Nessuna risposta viene dall’oratore sulle prospettive concrete dell’unione economica europea, sulla plausibilità di una crescita così forte da compensare la crisi del debito, sulla debolezza intrinseca del rapporto Larosière per la regolamentazione finanziaria (le misure di Obama, il Dodd-Frank Act, sembrano in confronto pressoché rivoluzionarie), o sulla natura delle passate privatizzazioni italiane (sempre eseguite “al rialzo” per fare cassa, al contrario di quanto è avvenuto in altri Paesi: L. Germano, Governo e grandi imprese, Il Mulino 2009). Sarebbero forse state utili, quelle risposte, in un Paese il cui principale giornale “progressista” traduce dal Guardian gli editoriali di Timothy Garton Ash invece che quelli di Simon Jenkins. Soprattutto, colpisce l’assoluta assenza di un seppur minimo cenno di autocritica: la gestione Profumo di UniCredit viene presentata come una grande opportunità di crescita e di occupazione (senza pensare non dico alle secche e ai licenziamenti degli ultimi tempi, ma anche solo all’andamento del titolo che dopo la fusione con Capitalia, e le plusvalenze incassate dai bene informati, è passato da 7 euro agli 1,5 attuali: cfr. L. Serafini, Italian Bankster, Fazi 2009); la concentrazione del sistema bancario in pochi mastodonti è presentata come una necessità storica (ora che perfino Obama scongiura di non creare gruppi too big to save), il ruolo delle banche come costante positiva insidiata da una politica ostile (!), le super-liquidazioni come giusti omaggi al difficile lavoro dei manager, e la vendita dei derivati come una normale operazione di mercato (splendida, e una vera carezza all’intelligenza degli astanti, la foglia di fico secondo cui “le nostre banche sono commerciali e non d’investimento”: e Cordusio-RMBS? e Adriano Finance? e Antenore Finance?).

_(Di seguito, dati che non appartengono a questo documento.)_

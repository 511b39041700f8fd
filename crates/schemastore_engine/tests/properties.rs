//! Model-based and recovery tests for the engine.

use proptest::prelude::*;
use schemastore_engine::{Engine, EngineConfig, LogOp, MemoryLog};
use std::collections::BTreeMap;
use std::fs::OpenOptions;
use std::io::Write;
use tempfile::tempdir;

#[derive(Debug, Clone)]
enum Op {
    Put(u8, Vec<u8>),
    Remove(u8),
    Batch(Vec<(u8, Option<Vec<u8>>)>),
}

fn key(k: u8) -> Vec<u8> {
    format!("k{:02}", k % 16).into_bytes()
}

fn op_strategy() -> impl Strategy<Value = Op> {
    let value = prop::collection::vec(any::<u8>(), 0..16);
    prop_oneof![
        3 => (any::<u8>(), value.clone()).prop_map(|(k, v)| Op::Put(k, v)),
        1 => any::<u8>().prop_map(Op::Remove),
        1 => prop::collection::vec((any::<u8>(), prop::option::of(value)), 1..4)
            .prop_map(Op::Batch),
    ]
}

fn apply(engine: &Engine, model: &mut BTreeMap<Vec<u8>, Vec<u8>>, op: &Op) {
    match op {
        Op::Put(k, v) => {
            engine.put(&key(*k), v).unwrap();
            model.insert(key(*k), v.clone());
        }
        Op::Remove(k) => {
            engine.remove(&key(*k)).unwrap();
            model.remove(&key(*k));
        }
        Op::Batch(entries) => {
            let ops = entries
                .iter()
                .map(|(k, v)| match v {
                    Some(v) => LogOp::Put {
                        key: key(*k),
                        value: v.clone(),
                    },
                    None => LogOp::Delete { key: key(*k) },
                })
                .collect();
            engine.write_batch(ops).unwrap();
            for (k, v) in entries {
                match v {
                    Some(v) => model.insert(key(*k), v.clone()),
                    None => model.remove(&key(*k)),
                };
            }
        }
    }
}

fn contents(engine: &Engine) -> BTreeMap<Vec<u8>, Vec<u8>> {
    let mut iter = engine.seek(b"", None).unwrap();
    let mut out = BTreeMap::new();
    while iter.next() {
        out.insert(iter.key().to_vec(), iter.value().to_vec());
    }
    out
}

proptest! {
    #![proptest_config(ProptestConfig::with_cases(64))]

    #[test]
    fn engine_matches_model(ops in prop::collection::vec(op_strategy(), 1..40)) {
        let engine = Engine::in_memory();
        let mut model = BTreeMap::new();
        for op in &ops {
            apply(&engine, &mut model, op);
        }
        prop_assert_eq!(contents(&engine), model);
    }

    #[test]
    fn replay_reproduces_state(ops in prop::collection::vec(op_strategy(), 1..40)) {
        let log = MemoryLog::new();
        let mut model = BTreeMap::new();
        {
            let engine = Engine::with_log(log.clone(), EngineConfig::default()).unwrap();
            for op in &ops {
                apply(&engine, &mut model, op);
            }
        }
        let engine = Engine::with_log(log, EngineConfig::default()).unwrap();
        prop_assert_eq!(contents(&engine), model);
    }

    #[test]
    fn seek_yields_sorted_prefix_matches(ops in prop::collection::vec(op_strategy(), 1..40), p in 0u8..16) {
        let engine = Engine::in_memory();
        let mut model = BTreeMap::new();
        for op in &ops {
            apply(&engine, &mut model, op);
        }
        let prefix = format!("k{}", p % 2).into_bytes();
        let mut iter = engine.seek(&prefix, None).unwrap();
        let mut seen = Vec::new();
        while iter.next() {
            seen.push(iter.key().to_vec());
        }
        let expected: Vec<_> = model.keys().filter(|k| k.starts_with(&prefix)).cloned().collect();
        prop_assert_eq!(seen, expected);
    }
}

#[test]
fn torn_tail_on_disk_is_dropped() {
    let dir = tempdir().unwrap();
    let config = EngineConfig::at(dir.path().join("db"));

    {
        let engine = Engine::open(config.clone()).unwrap();
        engine.put(b"a", b"1").unwrap();
        engine.put(b"b", b"2").unwrap();
        engine.close().unwrap();
    }

    let log_path = dir.path().join("db").join("commit.log");
    let clean_len = std::fs::metadata(&log_path).unwrap().len();
    {
        let mut file = OpenOptions::new().append(true).open(&log_path).unwrap();
        file.write_all(b"SKVL\x01\x00\x40\x00").unwrap();
    }

    let engine = Engine::open(config.clone()).unwrap();
    assert_eq!(engine.get(b"a").unwrap(), Some(b"1".to_vec()));
    assert_eq!(engine.get(b"b").unwrap(), Some(b"2".to_vec()));
    engine.put(b"c", b"3").unwrap();
    engine.close().unwrap();
    drop(engine);

    assert!(std::fs::metadata(&log_path).unwrap().len() > clean_len);
    let engine = Engine::open(config).unwrap();
    assert_eq!(engine.len(), 3);
}

#[test]
fn concurrent_transactions_on_one_key_serialize() {
    let engine = Engine::in_memory();
    engine.put(b"n", &0u64.to_le_bytes()).unwrap();

    std::thread::scope(|scope| {
        for _ in 0..4 {
            scope.spawn(|| {
                for _ in 0..25 {
                    loop {
                        let txn = engine.begin().unwrap();
                        let bytes = txn.get_for_update(b"n").unwrap().unwrap();
                        let n = u64::from_le_bytes(bytes.try_into().unwrap());
                        txn.put(b"n", &(n + 1).to_le_bytes()).unwrap();
                        if txn.commit().unwrap() {
                            break;
                        }
                    }
                }
            });
        }
    });

    let bytes = engine.get(b"n").unwrap().unwrap();
    assert_eq!(u64::from_le_bytes(bytes.try_into().unwrap()), 100);
    assert_eq!(engine.active_transactions(), 0);
}
//! Fixture schemas and storage helpers.

use schemastore_core::{Engine, EngineConfig, Index, Schema, Storage, StorageConfig, VersionChain};
use serde::{Deserialize, Serialize};
use std::path::PathBuf;
use tempfile::TempDir;

/// Two plain string fields.
#[derive(Debug, Clone, PartialEq, Eq, Serialize, Deserialize)]
pub struct SchemaFoo {
    /// First field.
    pub bar: String,
    /// Second field.
    pub baz: String,
}

impl Schema for SchemaFoo {
    const NAME: &'static str = "SchemaFoo";
}

/// A player with a name.
#[derive(Debug, Clone, PartialEq, Eq, Serialize, Deserialize)]
pub struct Player {
    /// Display name.
    pub name: String,
}

impl Player {
    /// Creates a player.
    pub fn new(name: impl Into<String>) -> Self {
        Self { name: name.into() }
    }
}

impl Schema for Player {
    const NAME: &'static str = "Player";
}

/// A record stored under hierarchical keys such as `"Parent/Foo A"`.
#[derive(Debug, Clone, PartialEq, Eq, Serialize, Deserialize)]
pub struct ComplexKey {
    /// Identifier, usually equal to the logical key.
    pub id: String,
}

impl Schema for ComplexKey {
    const NAME: &'static str = "SchemaComplexKey";
}

/// A player indexed by `name` and `admin`.
#[derive(Debug, Clone, PartialEq, Eq, Serialize, Deserialize)]
pub struct IndexedPlayer {
    /// Unique id, used as the logical key.
    pub uid: String,
    /// Display name.
    pub name: String,
    /// Administrator flag.
    pub admin: bool,
}

impl IndexedPlayer {
    /// Creates an indexed player.
    pub fn new(uid: impl Into<String>, name: impl Into<String>, admin: bool) -> Self {
        Self {
            uid: uid.into(),
            name: name.into(),
            admin,
        }
    }
}

impl Schema for IndexedPlayer {
    const NAME: &'static str = "SchemaIndexedPlayer";

    fn indexes() -> Vec<Index<Self>> {
        vec![
            Index::new("name", |p: &IndexedPlayer| p.name.clone()),
            Index::display("admin", |p: &IndexedPlayer| p.admin),
        ]
    }
}

/// A counter for read-modify-write tests.
#[derive(Debug, Clone, Copy, PartialEq, Eq, Default, Serialize, Deserialize)]
pub struct Counter {
    /// Current value.
    pub value: u64,
}

impl Schema for Counter {
    const NAME: &'static str = "Counter";
}

/// Version 1 of [`Profile`].
#[derive(Debug, Clone, PartialEq, Eq, Serialize, Deserialize)]
pub struct ProfileV1 {
    /// Display name.
    pub name: String,
}

/// Version 2 of [`Profile`].
#[derive(Debug, Clone, PartialEq, Eq, Serialize, Deserialize)]
pub struct ProfileV2 {
    /// Display name.
    pub name: String,
    /// Player level.
    pub level: u32,
}

/// A profile at version 3, upgradable from [`ProfileV1`] and [`ProfileV2`].
#[derive(Debug, Clone, PartialEq, Eq, Serialize, Deserialize)]
pub struct Profile {
    /// Display name.
    pub display_name: String,
    /// Player level.
    pub level: u32,
    /// Free-form tags.
    pub tags: Vec<String>,
}

impl From<ProfileV1> for Profile {
    fn from(old: ProfileV1) -> Self {
        Self {
            display_name: old.name,
            level: 1,
            tags: Vec::new(),
        }
    }
}

impl From<ProfileV2> for Profile {
    fn from(old: ProfileV2) -> Self {
        Self {
            display_name: old.name,
            level: old.level,
            tags: Vec::new(),
        }
    }
}

impl Schema for Profile {
    const NAME: &'static str = "Profile";

    fn versions() -> VersionChain<Self> {
        VersionChain::new()
            .historical::<ProfileV1>()
            .historical::<ProfileV2>()
    }
}

/// Storage with automatic cleanup of its directory.
pub struct TestStorage {
    /// The storage instance.
    pub storage: Storage,
    temp_dir: Option<TempDir>,
}

impl TestStorage {
    /// Creates in-memory storage.
    pub fn memory() -> Self {
        Self {
            storage: Storage::in_memory(),
            temp_dir: None,
        }
    }

    /// Creates in-memory storage with `config`.
    pub fn memory_with(config: StorageConfig) -> Self {
        Self {
            storage: Storage::with_config(Engine::in_memory(), config),
            temp_dir: None,
        }
    }

    /// Creates storage in a fresh temporary directory.
    pub fn file() -> Self {
        let temp_dir = TempDir::new().expect("Failed to create temp directory");
        let storage = Storage::open(EngineConfig::at(temp_dir.path().join("db")))
            .expect("Failed to open file storage");
        Self {
            storage,
            temp_dir: Some(temp_dir),
        }
    }

    /// Returns the database path if file-based, None if in-memory.
    pub fn path(&self) -> Option<PathBuf> {
        self.temp_dir.as_ref().map(|d| d.path().join("db"))
    }

    /// Closes and reopens file storage on the same directory.
    ///
    /// In-memory storage is returned unchanged.
    pub fn reopen(self) -> Self {
        let Some(path) = self.path() else {
            return self;
        };
        self.storage.close().expect("Failed to close storage");
        let Self { storage, temp_dir } = self;
        drop(storage);

        Self {
            storage: Storage::open(EngineConfig::at(path)).expect("Failed to reopen storage"),
            temp_dir,
        }
    }
}

impl std::ops::Deref for TestStorage {
    type Target = Storage;

    fn deref(&self) -> &Self::Target {
        &self.storage
    }
}

/// Runs a test with temporary in-memory storage.
pub fn with_temp_storage<F, R>(f: F) -> R
where
    F: FnOnce(&Storage) -> R,
{
    let test_storage = TestStorage::memory();
    f(&test_storage.storage)
}

/// Populated data sets.
pub mod scenarios {
    use super::*;

    /// Ten players: `"Some Name 0".."Some Name 4"` and
    /// `"Some Other Name 5".."Some Other Name 9"`, keyed by name.
    pub fn players(storage: &Storage) {
        for i in 0..10 {
            let name = if i < 5 {
                format!("Some Name {i}")
            } else {
                format!("Some Other Name {i}")
            };
            storage
                .put(&name, &Player::new(name.clone()))
                .expect("Failed to put player");
        }
    }

    /// `ComplexKey` records at `"Parent/Foo A"` through `"Parent/Foo J"`.
    pub fn complex_keys(storage: &Storage) -> Vec<String> {
        ('A'..='J')
            .map(|c| {
                let key = format!("Parent/Foo {c}");
                storage
                    .put(&key, &ComplexKey { id: key.clone() })
                    .expect("Failed to put record");
                key
            })
            .collect()
    }

    /// Three indexed players: two admins, one named "Hello World".
    pub fn indexed_players(storage: &Storage) {
        for player in [
            IndexedPlayer::new("123", "Hello World", true),
            IndexedPlayer::new("456", "Another Player", true),
            IndexedPlayer::new("789", "Regular", false),
        ] {
            storage
                .put(&player.uid.clone(), &player)
                .expect("Failed to put indexed player");
        }
    }
}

Dinanzi al balbettìo degli economisti (anche quelli presenti sul palco in veste ufficiale di discussants, e altri che nella platea in subbuglio vanamente brandivano come camomilla le Riforme a costo zero di Tito Boeri), il dibattito cede il passo a una serie di stizzite contestazioni da parte del più turbolento uditorio: in aggiunta alle recriminazioni di studenti indignati e di giovani impazienti, ci vuole un piccolo imprenditore esasperato per rappresentare plasticamente il drammatico calo dei finanziamenti bancari alle attività produttive, con le quali il mondo sempre più finanziarizzato, impegnato nella creazione figurata di denaro, ha perso da tempo contatto. E ci vuole uno sconcertato filologo classico per raccomandare al pubblico un libro che chiarisca almeno il quadro generale in cui s’inserisce il passato di Profumo e il presente di Monti, o (il che è lo stesso) il presente di Passera e il passato di Draghi: L. Gallino, Finanzcapitalismo, Einaudi 2011. Sullo sfondo, evocato in chiusura da un anziano signore che contava (era quasi un mese fa) su una pensione ormai prossima, rimane appena sfiorato il tema della disuguaglianza sociale e della redistribuzione del reddito, che l’oratore ritiene forse marginale.